Most of what we know about Salome was written or imagined well after her alleged crime.

Reviled as a seductress, who, some 2,000 years ago danced in front of her stepfather, Herod, before requesting the head of John the Baptist on a platter, Salome has had a sizable imprint on western culture in film, opera and on stage. But, truth be told, those works have left a bigger impression on her than she on them.

Most people know, for instance, that Salome’s pre-beheading performance was called the “Dance of the Seven Veils.” But you may not know that that evocative name was invented by Oscar Wilde for his 1891 play “Salomé,” later to gain further fame (and cause a bit of a scandal) by its choreographed appearance in Richard Strauss’ opera adaptation. And while the Books of Mark and Matthew says a daughter of Herodias danced for Herod and, urged on by her mother, demanded John’s head, it doesn’t ever identify that daughter as Salome. The name seems to come from Flavius Josephus’ 20-volume history, “Jewish Antiquities,” where he identifies a daughter of Herodias by that moniker, but he doesn’t say she danced or had anything to do with John the Baptist — only that she married, had kids and lived happily.

While we’re unclear on who Salome was, what she may have done or why she gets the bad rap, most accounts agree — but make no great fuss over the fact — that she was Jewish.

The fact of her Jewishness kindled the creative fire of poet Adeena Karasick, who devised the spoken-word performance piece “Salomé: Woman of Valor” in 2013 with composer and trumpeter Frank London.

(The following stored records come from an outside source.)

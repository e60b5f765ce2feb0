pub use kurbo::{Affine, Point, Rect};

/// Normalized texture-space coordinate in `[0, 1] x [0, 1]`, `v` pointing down.
#[derive(Clone, Copy, Debug, Default, PartialEq, serde::Serialize)]
pub struct Uv {
    /// Horizontal coordinate.
    pub u: f64,
    /// Vertical coordinate.
    pub v: f64,
}

impl Uv {
    /// Create a UV coordinate.
    pub fn new(u: f64, v: f64) -> Self {
        Self { u, v }
    }

    /// The texture center `(0.5, 0.5)`.
    pub fn center() -> Self {
        Self::new(0.5, 0.5)
    }

    /// Return `true` when both components are finite.
    pub fn is_finite(self) -> bool {
        self.u.is_finite() && self.v.is_finite()
    }

    /// Map into pixel space for a square texture of side `size`.
    pub fn to_pixels(self, size: u32) -> Point {
        let s = f64::from(size);
        Point::new(self.u * s, self.v * s)
    }
}

impl<'de> serde::Deserialize<'de> for Uv {
    fn deserialize<D>(deserializer: D) -> Result<Self, D::Error>
    where
        D: serde::Deserializer<'de>,
    {
        #[derive(serde::Deserialize)]
        #[serde(untagged)]
        enum Repr {
            Arr([f64; 2]),
            Obj { u: f64, v: f64 },
        }

        match Repr::deserialize(deserializer)? {
            Repr::Arr([u, v]) => Ok(Self { u, v }),
            Repr::Obj { u, v } => Ok(Self { u, v }),
        }
    }
}

/// Premultiplied RGBA8 (r,g,b already multiplied by a).
#[derive(Clone, Copy, Debug, PartialEq, Eq, Hash, serde::Serialize, serde::Deserialize)]
pub struct Rgba8Premul {
    /// Red channel premultiplied by alpha.
    pub r: u8,
    /// Green channel premultiplied by alpha.
    pub g: u8,
    /// Blue channel premultiplied by alpha.
    pub b: u8,
    /// Alpha channel.
    pub a: u8,
}

impl Rgba8Premul {
    /// Fully transparent black.
    pub fn transparent() -> Self {
        Self {
            r: 0,
            g: 0,
            b: 0,
            a: 0,
        }
    }

    /// Opaque white, the neutral base fill.
    pub fn white() -> Self {
        Self {
            r: 255,
            g: 255,
            b: 255,
            a: 255,
        }
    }

    /// Convert straight-alpha RGBA8 into premultiplied RGBA8.
    pub fn from_straight_rgba(r: u8, g: u8, b: u8, a: u8) -> Self {
        fn premul(c: u8, a: u8) -> u8 {
            let c = u16::from(c);
            let a = u16::from(a);
            (((c * a) + 127) / 255) as u8
        }

        Self {
            r: premul(r, a),
            g: premul(g, a),
            b: premul(b, a),
            a,
        }
    }

    /// Pixel bytes in `[r, g, b, a]` order.
    pub fn to_array(self) -> [u8; 4] {
        [self.r, self.g, self.b, self.a]
    }
}

#[cfg(test)]
#[path = "../../tests/unit/foundation/core.rs"]
mod tests;
use std::sync::Arc;

use xxhash_rust::xxh3::xxh3_128_with_seed;

use crate::assets::bitmap::ImageRef;
use crate::foundation::config::EngineConfig;
use crate::scene::layer::{LayerKind, PrintLayer};
use crate::scene::request::{BaseTexture, CompositeRequest};

const XXH3_SEED: u64 = 0x8b5a_d4a0_c7d8_e9f1;
const KEY_FORMAT_VERSION: u8 = 1;

/// Content address of a composite.
///
/// Built from a canonical, self-delimiting byte encoding of everything that affects output
/// pixels: engine settings, the base texture, and every layer in draw order. Equality compares
/// the canonical bytes, so two keys are equal exactly when their inputs are; the 128-bit xxh3
/// digest only feeds `Hash` and display.
#[derive(Clone)]
pub struct CompositeKey {
    hi: u64,
    lo: u64,
    canonical: Arc<[u8]>,
}

impl CompositeKey {
    /// Key for `request` under `config`. The component id is not part of the key.
    pub fn for_request(request: &CompositeRequest, config: &EngineConfig) -> Self {
        let mut w = KeyWriter::default();
        w.write_u8(KEY_FORMAT_VERSION);
        w.write_u32(config.texture_size);
        w.write_f32(config.max_print_fraction);
        w.write_bytes(&config.base_fill_rgba.to_array());
        write_base(&mut w, &request.base);

        let order = request.draw_order();
        w.write_u64(order.len() as u64);
        for (index, layer) in order {
            w.write_u64(index as u64);
            write_layer(&mut w, layer);
        }
        w.finish()
    }

    /// 128-bit digest as 32 lowercase hex digits.
    pub fn digest_hex(&self) -> String {
        format!("{:016x}{:016x}", self.hi, self.lo)
    }

    /// Canonical encoding the key was built from.
    pub fn canonical_bytes(&self) -> &[u8] {
        &self.canonical
    }
}

impl PartialEq for CompositeKey {
    fn eq(&self, other: &Self) -> bool {
        self.hi == other.hi && self.lo == other.lo && self.canonical == other.canonical
    }
}

impl Eq for CompositeKey {}

impl std::hash::Hash for CompositeKey {
    fn hash<H: std::hash::Hasher>(&self, state: &mut H) {
        state.write_u64(self.hi);
        state.write_u64(self.lo);
    }
}

impl std::fmt::Debug for CompositeKey {
    fn fmt(&self, f: &mut std::fmt::Formatter<'_>) -> std::fmt::Result {
        write!(f, "CompositeKey({})", self.digest_hex())
    }
}

impl std::fmt::Display for CompositeKey {
    fn fmt(&self, f: &mut std::fmt::Formatter<'_>) -> std::fmt::Result {
        f.write_str(&self.digest_hex())
    }
}

fn write_base(w: &mut KeyWriter, base: &BaseTexture) {
    w.write_str(&base.identity);
    match base.drawable_source() {
        None => w.write_u8(0),
        Some(src) => write_image_ref(w, src),
    }
}

fn write_image_ref(w: &mut KeyWriter, r: &ImageRef) {
    match r {
        ImageRef::Url(url) => {
            w.write_u8(1);
            w.write_str(url);
        }
        ImageRef::Bitmap(b) => {
            w.write_u8(2);
            w.write_u128(b.content_id());
        }
    }
}

fn write_opt_u32(w: &mut KeyWriter, v: Option<u32>) {
    match v {
        None => w.write_u8(0),
        Some(v) => {
            w.write_u8(1);
            w.write_u32(v);
        }
    }
}

fn write_layer(w: &mut KeyWriter, layer: &PrintLayer) {
    w.write_str(&layer.id);
    w.write_f64(layer.position.u);
    w.write_f64(layer.position.v);
    w.write_f64(layer.scale);
    w.write_f64(layer.normalized_rotation());
    w.write_f64(layer.clamped_opacity());
    w.write_u8(layer.blend_mode.tag());
    w.write_i32(layer.z_index);

    match &layer.kind {
        LayerKind::Image(img) => {
            w.write_u8(b'I');
            write_image_ref(w, &img.image_ref);
            write_opt_u32(w, img.width);
            write_opt_u32(w, img.height);
        }
        LayerKind::Text(text) => {
            w.write_u8(b'T');
            w.write_str(&text.content);
            w.write_str(&text.font_family.to_ascii_lowercase());
            w.write_f64(text.font_size_px);
            w.write_u32(u32::from(text.font_weight));
            w.write_bytes(&[text.color.r, text.color.g, text.color.b, text.color.a]);
            w.write_u8(text.text_align.tag());
        }
    }
}

/// Canonical little-endian encoder. Strings are length-prefixed so adjacent fields can never
/// run into each other.
#[derive(Default)]
struct KeyWriter {
    buf: Vec<u8>,
}

impl KeyWriter {
    fn write_bytes(&mut self, b: &[u8]) {
        self.buf.extend_from_slice(b);
    }

    fn write_u8(&mut self, v: u8) {
        self.buf.push(v);
    }

    fn write_u32(&mut self, v: u32) {
        self.write_bytes(&v.to_le_bytes());
    }

    fn write_i32(&mut self, v: i32) {
        self.write_bytes(&v.to_le_bytes());
    }

    fn write_u64(&mut self, v: u64) {
        self.write_bytes(&v.to_le_bytes());
    }

    fn write_u128(&mut self, v: u128) {
        self.write_bytes(&v.to_le_bytes());
    }

    // `+ 0.0` folds -0.0 into 0.0.
    fn write_f32(&mut self, v: f32) {
        self.write_u32((v + 0.0).to_bits());
    }

    fn write_f64(&mut self, v: f64) {
        self.write_u64((v + 0.0).to_bits());
    }

    fn write_str(&mut self, s: &str) {
        self.write_u64(s.len() as u64);
        self.write_bytes(s.as_bytes());
    }

    fn finish(self) -> CompositeKey {
        let v = xxh3_128_with_seed(&self.buf, XXH3_SEED);
        CompositeKey {
            hi: (v >> 64) as u64,
            lo: v as u64,
            canonical: Arc::from(self.buf),
        }
    }
}

#[cfg(test)]
#[path = "../../tests/unit/cache/fingerprint.rs"]
mod tests;
pub(crate) mod bitmap;
pub(crate) mod color;
pub(crate) mod decode;
pub(crate) mod loader;
pub(crate) mod text;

“I wanted to reclaim her,” Karasick said. “I did this insane amount of research and there wasn’t any basis — it was just a big mishmosh that Oscar Wilde put together.”

On October 13, following years of performances on the festival circuit in New York and Canada, an Italian chapbook and a forthcoming Bengali translation, the show will finally be released in the form of an album, accompanied by art of the original fully-produced dance and visual spectacle, full liner notes brimming with trilingual puns and Midrashic motifs and three music videos.

The record is infused with klezmer, Indian, Middle Eastern and electronic modalities that yield to a soundscape of Karasick’s own voice — unabashedly sensual, playful and wont to quote both the Zohar and the music of Chuck Berry. Her version — or inversion — of the Salome story casts the murderess as a passionate partner and accomplice of the man Christians revere as Saint John the Baptist, the martyred mentor of Jesus Christ.

“She does kill him,” Karasick said, “but she kills him because he’s a holy man and he has to decide whether to be with her or not be with her or to be with God. She helps him reach this ecstatic state where he can always be with her.”

And so, John asks to be martyred. But in a twist, on the track “Martyrology,” his death is placed in the context of a long tradition of Jewish martyrs, specifically, the 10 rabbis named during Yom Kippur services. In the track, each name is followed by a shofar call. The choice returns the story to its Jewish roots after centuries of Christian revision.

“Adeena’s observation was that it buys into the trope that Jews killed the Christian God,” London said, “or the trope of the seductress.”

Adeena Karasick and Frank London pose for a photo of Salome with John the Baptist's head.

Adeena Karasick and Frank London pose for a photo of Salome with John the Baptist’s head. Image by Photo by Anya Roz

In Karasick’s feminist gloss, Salome claims an overt sexuality laced with none-too-subtle innuendo.

“Give… me… head,” she demands of John in her own grimly sardonic melody.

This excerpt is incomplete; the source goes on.